Baptist Memorial Healthcare Is Offering Patients Alternatives To Opioids
MEMPHIS Tenn. (localmemphis.com) - To tackle the opioid epidemic Baptist Memorial Healthcare is offering emergency room patients alternatives to opioids.
Hospital officials told Local Memphis since they began their "opioid light" program last January. The program included educating doctors, nurse practitioners and staff about alternatives to opioids and creating guidelines that listed alternatives that can be used base on a patient's diagnosis.
Since implementing the program Baptist has reported:
- 60% drop in the number of milligrams of opioid use
- 50% drop in the number of patients receiving opioids
- 30% increase in patient satisfaction for how pain was treated
- More patients asking that we not use opioids to treat pain
Going opioid light does not ban opioid use. Instead, healthcare professionals consider alternative pain treatment forms first if possible before turning to opioids.

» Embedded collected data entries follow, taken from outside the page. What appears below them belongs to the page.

use std::{fmt, io, sync::Arc};

use crate::file::PageError;

pub type Result<T> = std::result::Result<T, BloomError>;

/// Failures reading a bloom block.
///
/// Cloneable so a block can cache its metadata load result and hand the same error to
/// every cursor.
#[derive(thiserror::Error, Debug, Clone)]
pub enum BloomError {
    #[error("failed to load block headers: {reason}")]
    HeaderLoad {
        reason: String,
        #[source]
        source: Option<Arc<io::Error>>,
    },

    #[error("failed to acquire block stream")]
    StreamAcquisition(#[source] Arc<io::Error>),

    #[error("failed to read page {page}")]
    PageRead {
        page: usize,
        #[source]
        source: Arc<io::Error>,
    },

    #[error("failed to decode page {page} at byte offset {offset}")]
    PageDecode {
        page: usize,
        offset: usize,
        #[source]
        source: PageError,
    },

    #[error("page {page} is {size} bytes, larger than the {max} byte limit")]
    PageTooLarge { page: usize, size: usize, max: usize },

    #[error("page {page} out of range, block has {count} pages")]
    PageOutOfRange { page: usize, count: usize },

    #[error("no record at the cursor position")]
    NotPositioned,
}

impl BloomError {
    pub(crate) fn header(reason: impl Into<String>) -> Self {
        Self::HeaderLoad {
            reason: reason.into(),
            source: None,
        }
    }

    pub(crate) fn header_io(reason: impl Into<String>, err: io::Error) -> Self {
        Self::HeaderLoad {
            reason: reason.into(),
            source: Some(Arc::new(err)),
        }
    }

    /// Only an oversized page can be recovered from, by seeking elsewhere.
    pub fn is_recoverable(&self) -> bool {
        matches!(self, Self::PageTooLarge { .. })
    }
}

/// Which channel of a cursor reported an error.
#[derive(Debug, Clone, Copy, PartialEq, Eq)]
pub enum ErrorOrigin {
    /// Recorded by the cursor while loading metadata or acquiring pages.
    Cursor,
    /// Raised while decoding the held page.
    Page,
}

impl fmt::Display for ErrorOrigin {
    fn fmt(&self, f: &mut fmt::Formatter<'_>) -> fmt::Result {
        match self {
            Self::Cursor => f.write_str("cursor"),
            Self::Page => f.write_str("page"),
        }
    }
}

/// The single error a cursor reports, tagged with where it came from.
#[derive(thiserror::Error, Debug, Clone)]
#[error("{origin} error: {error}")]
pub struct IterError {
    pub origin: ErrorOrigin,
    #[source]
    pub error: BloomError,
}

impl IterError {
    pub fn new(origin: ErrorOrigin, error: BloomError) -> Self {
        Self { origin, error }
    }

    pub fn is_page_too_large(&self) -> bool {
        self.error.is_recoverable()
    }
}
use std::{
    fs::{File, OpenOptions},
    io,
    os::unix::fs::{FileExt, OpenOptionsExt},
    path::{Path, PathBuf},
    sync::Mutex,
};

use log::{debug, trace};

use crate::file::page::Page;

/// Read side of a single block file.
///
/// The file is opened once; every byte stream handed out is a clone of that handle
/// and reads with positioned I/O, so streams never share a cursor.
pub struct BlockFile {
    path: PathBuf,
    file: Mutex<File>,
}

impl BlockFile {
    pub fn open(path: impl AsRef<Path>) -> io::Result<Self> {
        let path = path.as_ref().to_path_buf();
        debug!("Opening block file {:?}", path);
        let file = OpenOptions::new().read(true).open(&path)?;

        Ok(Self {
            path,
            file: Mutex::new(file),
        })
    }

    /// Creates (or truncates) a block file for writing. Writes are synchronous.
    pub fn create(path: impl AsRef<Path>) -> io::Result<File> {
        let path = path.as_ref();
        debug!("Creating block file {:?}", path);
        OpenOptions::new()
            .custom_flags(libc::O_SYNC)
            .write(true)
            .create(true)
            .truncate(true)
            .open(path)
    }

    /// Hands out a fresh stream over the block file.
    pub fn stream(&self) -> io::Result<File> {
        let file = self
            .file
            .lock()
            .map_err(|_| io::Error::other("Failed to acquire block file lock"))?;
        trace!("Cloning stream for {:?}", self.path);
        file.try_clone()
    }

    pub fn len(&self) -> io::Result<u64> {
        self.stream()?.metadata().map(|m| m.len())
    }

    /// Fills `page` with the bytes starting at `offset`.
    pub fn read_at(stream: &File, offset: u64, page: &mut Page) -> io::Result<()> {
        trace!("Reading {} bytes at offset {}", page.len(), offset);
        stream.read_exact_at(page.content_mut(), offset)
    }

    pub fn path(&self) -> &Path {
        &self.path
    }
}

#[cfg(test)]
mod tests {

    use std::io::Write;

    use super::*;

    #[test]
    fn streams_read_independently() {
        let dir = tempfile::tempdir().expect("Failed to create temp dir");
        let path = dir.path().join("block");
        let mut out = BlockFile::create(&path).expect("Failed to create block file");
        out.write_all(b"0123456789").expect("Failed to write");
        drop(out);

        let file = BlockFile::open(&path).expect("Failed to open block file");
        assert_eq!(file.len().unwrap(), 10);

        let first = file.stream().unwrap();
        let second = file.stream().unwrap();
        let mut a = Page::with_size(3);
        let mut b = Page::with_size(2);
        BlockFile::read_at(&first, 7, &mut a).unwrap();
        BlockFile::read_at(&second, 0, &mut b).unwrap();
        assert_eq!(a.content(), b"789");
        assert_eq!(b.content(), b"01");
    }

    #[test]
    fn short_read_is_an_error() {
        let dir = tempfile::tempdir().expect("Failed to create temp dir");
        let path = dir.path().join("block");
        BlockFile::create(&path).expect("Failed to create block file");

        let file = BlockFile::open(&path).unwrap();
        let mut page = Page::with_size(4);
        let err = BlockFile::read_at(&file.stream().unwrap(), 0, &mut page).unwrap_err();
        assert_eq!(err.kind(), io::ErrorKind::UnexpectedEof);
    }

    #[test]
    fn open_missing_file_fails() {
        let dir = tempfile::tempdir().expect("Failed to create temp dir");
        assert!(BlockFile::open(dir.path().join("missing")).is_err());
    }
}
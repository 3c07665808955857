use std::{env, sync::Arc};

use anyhow::{Context, bail};
use log::{debug, info};

use pagebloom::{
    bloom::{
        BloomBlock, BloomBlockQuerier, BloomOffset, BloomQuerier, DEFAULT_MAX_PAGE_SIZE, FileBlock,
        IterOptions, LazyBloomIter,
    },
    buffer::BufferPool,
};

const USAGE: &str = "usage: pagebloom <block-file> [<page> <byte-offset>]";

fn options_from_env() -> anyhow::Result<IterOptions> {
    let max_page_size = match env::var("PAGEBLOOM_MAX_PAGE_SIZE") {
        Ok(v) => v
            .parse()
            .with_context(|| format!("PAGEBLOOM_MAX_PAGE_SIZE is not a size: {v}"))?,
        Err(_) => DEFAULT_MAX_PAGE_SIZE,
    };
    let use_pool = env::var("PAGEBLOOM_POOL").is_ok_and(|v| v == "1" || v == "true");
    Ok(IterOptions {
        use_pool,
        max_page_size,
    })
}

fn main() -> anyhow::Result<()> {
    env_logger::init();

    let args: Vec<String> = env::args().skip(1).collect();
    let options = options_from_env()?;
    debug!("Cursor options: {:?}", options);

    let (path, target) = match args.as_slice() {
        [path] => (path, None),
        [path, page, offset] => {
            let page = page.parse().context("page must be a number")?;
            let offset = offset.parse().context("byte offset must be a number")?;
            (path, Some(BloomOffset::new(page, offset)))
        }
        _ => bail!(USAGE),
    };

    let pool = Arc::new(BufferPool::default());
    let block = FileBlock::open(path, pool.clone())
        .with_context(|| format!("Failed to open block {path}"))?;

    match target {
        Some(offset) => {
            let mut querier = BloomBlockQuerier::new(&block, options);
            let bloom = querier.seek(offset)?;
            println!("{}\t{} bytes", bloom.offset(), bloom.len());
        }
        None => {
            let mut iter = LazyBloomIter::with_options(&block, options);
            let mut count = 0usize;
            while iter.next() {
                if let Some(bloom) = iter.at() {
                    println!("{}\t{} bytes", bloom.offset(), bloom.len());
                    count += 1;
                }
            }
            if let Some(err) = iter.err() {
                return Err(err).context("Scan failed");
            }
            info!("Read {} blooms from {} pages", count, block.page_count());
        }
    }

    let metrics = block.metrics().snapshot();
    debug!(
        "Metrics: {:?}, pool hits {} misses {}",
        metrics,
        pool.hits(),
        pool.misses()
    );
    Ok(())
}
use delve_core::Variable;
use tracing::debug;

use crate::context::SimContext;
use crate::daemon::{Daemon, DaemonId, Schedule};
use crate::error::SimResult;
use crate::event::SimEventKind;

/// Turns between healed wounds.
pub const CURE_INTERVAL: u32 = 30;

/// Heals one of the player's wounds every [`CURE_INTERVAL`] turns.
#[derive(Debug, Clone, Default)]
pub struct CureDaemon;

impl Daemon for CureDaemon {
    fn id(&self) -> DaemonId {
        DaemonId::Cure
    }

    fn name(&self) -> &str {
        "cure"
    }

    fn schedule(&self) -> Schedule {
        Schedule::Countdown(CURE_INTERVAL)
    }

    fn fire(&mut self, ctx: &mut SimContext<'_>) -> SimResult<Schedule> {
        if ctx.world.state.variable(Variable::Wounds) > 0 {
            let wounds = ctx.world.state.adjust_variable(Variable::Wounds, -1);
            debug!(turn = ctx.turn, wounds, "healed a wound");
            ctx.emit(SimEventKind::Healed { wounds }, "healed a wound");
        }
        Ok(Schedule::Countdown(CURE_INTERVAL))
    }
}

#[cfg(test)]
mod tests {
    use super::*;
    use crate::event::EventLog;
    use crate::rng::ScriptedRng;
    use crate::scheduler::Scheduler;
    use delve_core::demo::demo_world;

    #[test]
    fn heals_one_wound_per_interval() {
        let mut world = demo_world().unwrap();
        world.state.set_variable(Variable::Wounds, 2);
        let mut scheduler = Scheduler::new();
        scheduler.register(CureDaemon);

        let mut events = EventLog::new(0);
        let mut rng = ScriptedRng::default();
        let mut output = Vec::new();
        for turn in 1..=(CURE_INTERVAL * 3) {
            let mut ctx = SimContext {
                world: &mut world,
                events: &mut events,
                rng: &mut rng,
                turn,
                output: &mut output,
                death: None,
            };
            scheduler.run(&mut ctx).unwrap();
            if turn == CURE_INTERVAL {
                assert_eq!(ctx.world.state.variable(Variable::Wounds), 1);
            }
        }
        assert_eq!(world.state.variable(Variable::Wounds), 0);
        assert!(output.is_empty());
    }
}
//! Serializable snapshots of a world's mutable state.
//!
//! Static content (names, descriptions, exits) is not captured; a snapshot is
//! restored onto a world built from the same records.

use chrono::{DateTime, Utc};
use serde::{Deserialize, Serialize};
use tracing::info;

use crate::error::{WorldError, WorldResult};
use crate::flags::{ObjectFlags, RoomFlags};
use crate::id::ObjectId;
use crate::object::Location;
use crate::player::Player;
use crate::state::GlobalState;
use crate::world::World;

/// Mutable state of one room.
#[derive(Debug, Clone, PartialEq, Eq, Serialize, Deserialize)]
pub struct RoomState {
    /// Room key, checked on restore.
    pub key: String,
    /// Room flags.
    pub flags: RoomFlags,
    /// Visited marker.
    pub visited: bool,
    /// Contents in order.
    pub contents: Vec<ObjectId>,
}

/// Mutable state of one object.
#[derive(Debug, Clone, PartialEq, Eq, Serialize, Deserialize)]
pub struct ObjectState {
    /// Object key, checked on restore.
    pub key: String,
    /// Location.
    pub location: Location,
    /// Flags.
    pub flags: ObjectFlags,
    /// Whether the take value has been awarded.
    pub value_claimed: bool,
    /// Contents in order.
    pub contents: Vec<ObjectId>,
}

/// Everything needed to put a world back exactly as it was.
#[derive(Debug, Clone, PartialEq, Serialize, Deserialize)]
pub struct Snapshot {
    /// Name of the world the snapshot was taken from.
    pub world: String,
    /// When the snapshot was taken.
    pub taken_at: DateTime<Utc>,
    /// Per-room state, in id order.
    pub rooms: Vec<RoomState>,
    /// Per-object state, in id order.
    pub objects: Vec<ObjectState>,
    /// The inventory.
    pub player: Player,
    /// Global state.
    pub state: GlobalState,
}

impl Snapshot {
    /// Serialize to pretty JSON.
    pub fn to_json(&self) -> WorldResult<String> {
        Ok(serde_json::to_string_pretty(self)?)
    }

    /// Deserialize from JSON.
    pub fn from_json(json: &str) -> WorldResult<Self> {
        Ok(serde_json::from_str(json)?)
    }
}

impl World {
    /// Capture the world's mutable state.
    pub fn snapshot(&self) -> Snapshot {
        Snapshot {
            world: self.name.clone(),
            taken_at: Utc::now(),
            rooms: self
                .rooms
                .iter()
                .map(|r| RoomState {
                    key: r.key.clone(),
                    flags: r.flags,
                    visited: r.visited,
                    contents: r.contents.clone(),
                })
                .collect(),
            objects: self
                .objects
                .iter()
                .map(|o| ObjectState {
                    key: o.key.clone(),
                    location: o.location,
                    flags: o.flags,
                    value_claimed: o.value_claimed,
                    contents: o.contents.clone(),
                })
                .collect(),
            player: self.player.clone(),
            state: self.state.clone(),
        }
    }

    /// Restore a snapshot taken from a world built from the same records.
    ///
    /// The snapshot is validated before it replaces anything; on error the
    /// world is left untouched.
    pub fn restore(&mut self, snapshot: &Snapshot) -> WorldResult<()> {
        if snapshot.world != self.name {
            return Err(WorldError::Serialization(format!(
                "snapshot is of world \"{}\", not \"{}\"",
                snapshot.world, self.name
            )));
        }
        if snapshot.rooms.len() != self.rooms.len() || snapshot.objects.len() != self.objects.len() {
            return Err(WorldError::Serialization(
                "snapshot does not match the world's tables".to_string(),
            ));
        }

        let mut restored = self.clone();
        for (room, saved) in restored.rooms.iter_mut().zip(&snapshot.rooms) {
            if room.key != saved.key {
                return Err(WorldError::UnknownKey {
                    kind: "room",
                    key: saved.key.clone(),
                });
            }
            room.flags = saved.flags;
            room.visited = saved.visited;
            room.contents.clone_from(&saved.contents);
        }
        for (object, saved) in restored.objects.iter_mut().zip(&snapshot.objects) {
            if object.key != saved.key {
                return Err(WorldError::UnknownKey {
                    kind: "object",
                    key: saved.key.clone(),
                });
            }
            object.location = saved.location;
            object.flags = saved.flags;
            object.value_claimed = saved.value_claimed;
            object.contents.clone_from(&saved.contents);
        }
        restored.player = snapshot.player.clone();
        restored.state = snapshot.state.clone();
        restored.validate()?;

        *self = restored;
        info!(world = %self.name, taken_at = %snapshot.taken_at, "restored snapshot");
        Ok(())
    }
}

#[cfg(test)]
mod tests {
    use super::*;
    use crate::demo::demo_world;
    use crate::flags::GameFlag;

    #[test]
    fn snapshot_restores_mutations() {
        let mut world = demo_world().unwrap();
        let pristine = world.snapshot();

        let leaflet = world.object_id("leaflet").unwrap();
        world.move_object(leaflet, Location::Player).unwrap();
        world.state.moves = 12;
        world.state.set_flag(GameFlag::RugMoved);

        let saved = world.snapshot();
        world.restore(&pristine).unwrap();
        assert!(world.player.is_empty());
        assert_eq!(world.state.moves, 0);

        world.restore(&saved).unwrap();
        assert!(world.player.has_item(leaflet));
        assert!(world.state.has_flag(GameFlag::RugMoved));
    }

    #[test]
    fn snapshot_survives_json() {
        let world = demo_world().unwrap();
        let snapshot = world.snapshot();
        let json = snapshot.to_json().unwrap();
        let back = Snapshot::from_json(&json).unwrap();
        assert_eq!(back, snapshot);
    }

    #[test]
    fn corrupt_snapshot_leaves_world_untouched() {
        let mut world = demo_world().unwrap();
        let mut snapshot = world.snapshot();
        let leaflet = world.object_id("leaflet").unwrap();
        snapshot.player.inventory.push(leaflet);

        let err = world.restore(&snapshot).unwrap_err();
        assert_eq!(err, WorldError::DuplicatePlacement { object: leaflet });
        assert!(world.player.is_empty());
    }

    #[test]
    fn snapshot_of_another_world_is_rejected() {
        let mut world = demo_world().unwrap();
        let mut snapshot = world.snapshot();
        snapshot.world = "elsewhere".to_string();
        assert!(matches!(world.restore(&snapshot), Err(WorldError::Serialization(_))));
    }
}
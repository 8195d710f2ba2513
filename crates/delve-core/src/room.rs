//! Rooms, exits, and condition-gated text.

use serde::{Deserialize, Serialize};

use crate::condition::Condition;
use crate::direction::Direction;
use crate::flags::RoomFlags;
use crate::id::{ObjectId, RoomId};
use crate::world::World;

/// Text shown in place of a default description while its condition holds.
#[derive(Debug, Clone, PartialEq, Serialize, Deserialize)]
pub struct ConditionalText {
    /// When this variant applies.
    pub condition: Condition,
    /// The replacement text.
    pub text: String,
}

impl ConditionalText {
    /// Pick the first variant whose condition holds, falling back to `default`.
    pub fn select<'a>(variants: &'a [ConditionalText], default: &'a str, world: &World) -> &'a str {
        variants
            .iter()
            .find(|v| v.condition.evaluate(world))
            .map_or(default, |v| v.text.as_str())
    }
}

/// A one-way passage out of a room.
#[derive(Debug, Clone, PartialEq, Serialize, Deserialize)]
pub struct Exit {
    /// Direction of travel.
    pub direction: Direction,
    /// Where the exit leads. `None` means permanently blocked.
    pub destination: Option<RoomId>,
    /// Message shown when the exit refuses passage.
    pub message: Option<String>,
    /// Gate that must hold for the exit to be usable.
    pub condition: Condition,
}

impl Exit {
    /// The room this exit currently leads to, if passable.
    pub fn passable(&self, world: &World) -> Option<RoomId> {
        self.destination.filter(|_| self.condition.evaluate(world))
    }

    /// The message shown when the exit is blocked.
    pub fn blocked_message(&self) -> &str {
        self.message.as_deref().unwrap_or("You can't go that way.")
    }
}

/// A location in the world.
#[derive(Debug, Clone, PartialEq, Serialize, Deserialize)]
pub struct Room {
    /// Identifier.
    pub id: RoomId,
    /// Content key the room was built from.
    pub key: String,
    /// Title line.
    pub name: String,
    /// Terse description used when revisiting in brief mode.
    pub short_description: Option<String>,
    /// Full description.
    pub long_description: String,
    /// Exits in declaration order.
    pub exits: Vec<Exit>,
    /// Objects directly in the room, in arrival order.
    pub contents: Vec<ObjectId>,
    /// Static and dynamic room properties.
    pub flags: RoomFlags,
    /// Whether the player has been here before.
    pub visited: bool,
    /// Conditional replacements for the long description.
    pub texts: Vec<ConditionalText>,
}

impl Room {
    /// Find the exit leading in a direction.
    pub fn exit(&self, direction: Direction) -> Option<&Exit> {
        self.exits.iter().find(|e| e.direction == direction)
    }

    /// Check a room flag.
    pub fn is(&self, flag: RoomFlags) -> bool {
        self.flags.contains(flag)
    }

    /// The long description, with any conditional variant applied.
    pub fn describe<'a>(&'a self, world: &World) -> &'a str {
        ConditionalText::select(&self.texts, &self.long_description, world)
    }
}

#[cfg(test)]
mod tests {
    use super::*;
    use crate::demo::demo_world;
    use crate::flags::GameFlag;

    #[test]
    fn exit_lookup_by_direction() {
        let world = demo_world().unwrap();
        let room = world.room_by_key("west-of-house").unwrap();
        assert!(room.exit(Direction::North).is_some());
        assert!(room.exit(Direction::Up).is_none());
    }

    #[test]
    fn blocked_exit_has_message() {
        let world = demo_world().unwrap();
        let room = world.room_by_key("west-of-house").unwrap();
        let east = room.exit(Direction::East).unwrap();
        assert_eq!(east.passable(&world), None);
        assert!(east.blocked_message().contains("boarded"));
    }

    #[test]
    fn conditional_exit_opens_with_flag() {
        let mut world = demo_world().unwrap();
        let room = world.room_by_key("behind-house").unwrap().id;
        let gated = |w: &World| {
            w.room(room)
                .unwrap()
                .exit(Direction::West)
                .unwrap()
                .passable(w)
        };
        assert_eq!(gated(&world), None);
        world.state.set_flag(GameFlag::KitchenWindowOpen);
        assert_eq!(gated(&world), world.room_by_key("kitchen").map(|r| r.id));
    }

    #[test]
    fn conditional_description_overrides_default() {
        let mut world = demo_world().unwrap();
        let room = world.room_by_key("living-room").unwrap().id;
        let before = world.room(room).unwrap().describe(&world).to_string();
        world.state.set_flag(GameFlag::RugMoved);
        let after = world.room(room).unwrap().describe(&world).to_string();
        assert_ne!(before, after);
        assert!(after.contains("trap door"));
    }
}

Baptist's clinical pharmacy manager Dawn Waddell said since patients often receive their first exposure to opioids in the emergency department setting, their focus is limiting that exposure and hopefully cutting the chance of people becoming addicted.
"We see them dropped off by car. Their friends are bringing them. Their family members are bringing them," said Lead Pharmacist Zack Brent when asked about the overdoses that come through their doors.
"Our whole emergency dept. staff. We are seeing more and more cases of opioid overdose coming in through our doors and everyone wanted to do something about it," said Dawn Waddell, Clinical Pharmacy Manager.
Waddell said the new approach was a cultural change that took an entire team of nurses, pharmacists, administration and physicians.
"We worked with our physicians and our nurses to provide our physicians with different tools, different medications, different therapies that we could use instead of opioids and decrease patients' pain," said Waddell.
In some cases, hospital staff said the alternative treatments were more effective.
Hospital officials said this is the first systemic approach in the state, and now two state departments are looking at implementing it elsewhere. Baptist is looking at expanding the program to other areas outside of the emergency department.
"It's not that opioids don't have a role, but we've learned how to be more critical, think more critically about when and where to use them, and use the smallest dose of the opioid," said Waddell.
"I think we've taken a unique approach here at Baptist as in the fact we've given our providers extra tools to treat our patients' pain. We haven't taken any tools away. We're an opioid light ED we're not an opioid free ED," said Clinical Staff Pharmacist Julie Bennett.
In another attempt to combat the opioid crisis, the emergency department is working on putting together "harm reduction packets" for overdose patients when they leave the hospital. The packet would include a list of resources and access to the overdose reversal drug Naloxone or Narcan.